I've got a few wifi issues at the moment, can someone recommend a good free 'wifi sniffer' app for my iPad. I use iStumbler on my mac as this shows all the things I would need, signal strength, channel number etc. But not sure of a good/similar app for the iPad.

iphone sniffer


Downloadhttps://tinurll.com/2zKPb9



The apps like iStumbler that show you details about available WiFi networks were pulled a year or so ago. The WiFi "finder" apps currently available just tell you where there are WiFi hotspots base on location. Not quite the same, unfortunately.

We are attempting to use the Nordic Sniffer app on a DK52 board to sniff and troubleshoot BLE communication issue with our board/app and iphone/app. During sniffing we can also watch a display on the iPhone that shows a transmitted count value. When inspecting the packets for each transmission, we find missing packets on the Wireshark display that the iPhone properly displays the count for. Obviously the packet was sent.
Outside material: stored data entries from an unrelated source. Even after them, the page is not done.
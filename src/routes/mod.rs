//! HTTP handlers of the public site and the admin panel.

use actix_web::http::{StatusCode, header};
use actix_web::{HttpResponse, web};
use actix_web_flash_messages::{FlashMessage, IncomingFlashMessages, Level};
use tera::{Context, Tera};

use crate::services::ServiceError;

pub mod auth;
pub mod categories;
pub mod dashboard;
pub mod messages;
pub mod projects;
pub mod public;
pub mod reviews;

/// Registers every handler on the application.
pub fn configure(cfg: &mut web::ServiceConfig) {
    cfg.service(public::index)
        .service(public::show_project)
        .service(public::show_reviews)
        .service(public::submit_review)
        .service(public::show_contact)
        .service(public::submit_contact)
        .service(auth::show_login)
        .service(auth::login)
        .service(auth::logout)
        .service(dashboard::show_dashboard)
        .service(categories::show_categories)
        .service(categories::add_category)
        .service(categories::rename_category)
        .service(categories::move_category)
        .service(categories::delete_category)
        .service(projects::show_projects)
        .service(projects::create_project)
        .service(projects::show_project)
        .service(projects::update_project)
        .service(projects::add_media)
        .service(projects::remove_media)
        .service(projects::move_project)
        .service(projects::delete_project)
        .service(messages::show_messages)
        .service(messages::set_read)
        .service(messages::delete_message)
        .service(reviews::show_reviews)
        .service(reviews::set_status)
        .service(reviews::delete_review);
}

pub fn render_template(tera: &Tera, template: &str, context: &Context) -> HttpResponse {
    HttpResponse::Ok().body(tera.render(template, context).unwrap_or_else(|e| {
        log::error!("Failed to render template '{template}': {e}");
        String::new()
    }))
}

pub fn alert_level_to_str(level: &Level) -> &'static str {
    match level {
        Level::Error => "danger",
        Level::Warning => "warning",
        Level::Success => "success",
        _ => "info",
    }
}

/// Context shared by every page: banners, their dismiss delay, the active
/// navigation entry and whether the admin navigation is shown.
pub fn base_context(
    flash_messages: &IncomingFlashMessages,
    is_admin: bool,
    current_page: &str,
    alert_dismiss_seconds: u64,
) -> Context {
    let alerts = flash_messages
        .iter()
        .map(|f| (f.content(), alert_level_to_str(&f.level())))
        .collect::<Vec<_>>();

    let mut context = Context::new();
    context.insert("alerts", &alerts);
    context.insert("alert_dismiss_ms", &(alert_dismiss_seconds * 1000));
    context.insert("is_admin", &is_admin);
    context.insert("current_page", current_page);
    context
}

pub fn redirect(location: &str) -> HttpResponse {
    HttpResponse::SeeOther()
        .insert_header((header::LOCATION, location))
        .finish()
}

/// Banner text for a failed action.
pub fn error_message(err: &ServiceError, not_found: &str) -> String {
    match err {
        ServiceError::Validation(message) => message.clone(),
        ServiceError::NotFound => not_found.to_string(),
        ServiceError::StoreUnavailable(_) => {
            "The data store is unavailable. Please try again.".to_string()
        }
        ServiceError::PartialFailure(message) => {
            format!("The change was only partly saved: {message}")
        }
        ServiceError::Unauthorized => "Please log in.".to_string(),
        ServiceError::Internal => "Something went wrong.".to_string(),
    }
}

/// Queues the banner for a failed POST; the caller redirects afterwards.
pub fn flash_error(err: &ServiceError, not_found: &str) {
    FlashMessage::error(error_message(err, not_found)).send();
}

/// Page rendered when a GET cannot load its data.
pub fn render_error(
    tera: &Tera,
    mut context: Context,
    err: &ServiceError,
    not_found: &str,
) -> HttpResponse {
    let status = match err {
        ServiceError::NotFound => StatusCode::NOT_FOUND,
        ServiceError::Validation(_) => StatusCode::BAD_REQUEST,
        ServiceError::StoreUnavailable(_) => StatusCode::SERVICE_UNAVAILABLE,
        _ => StatusCode::INTERNAL_SERVER_ERROR,
    };
    log::warn!("Failed to load page: {err}");

    context.insert("error", &error_message(err, not_found));
    let body = tera.render("error.html", &context).unwrap_or_else(|e| {
        log::error!("Failed to render error page: {e}");
        String::new()
    });
    HttpResponse::build(status).body(body)
}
I have attached a short capture file with a missing packet. if you look at the value column you will see that there are two values shown at packet 1 and packet 134, There should have been another packet displayed at 69. The packet was definitely transmitted, as it was received and shown on the master within the load of these packets is a string message with a countdown. The countdown value in packet 1 is "64". The countdown value in packet 134 is "62". There should have been a load at packet 69 with the a countdown value of "63".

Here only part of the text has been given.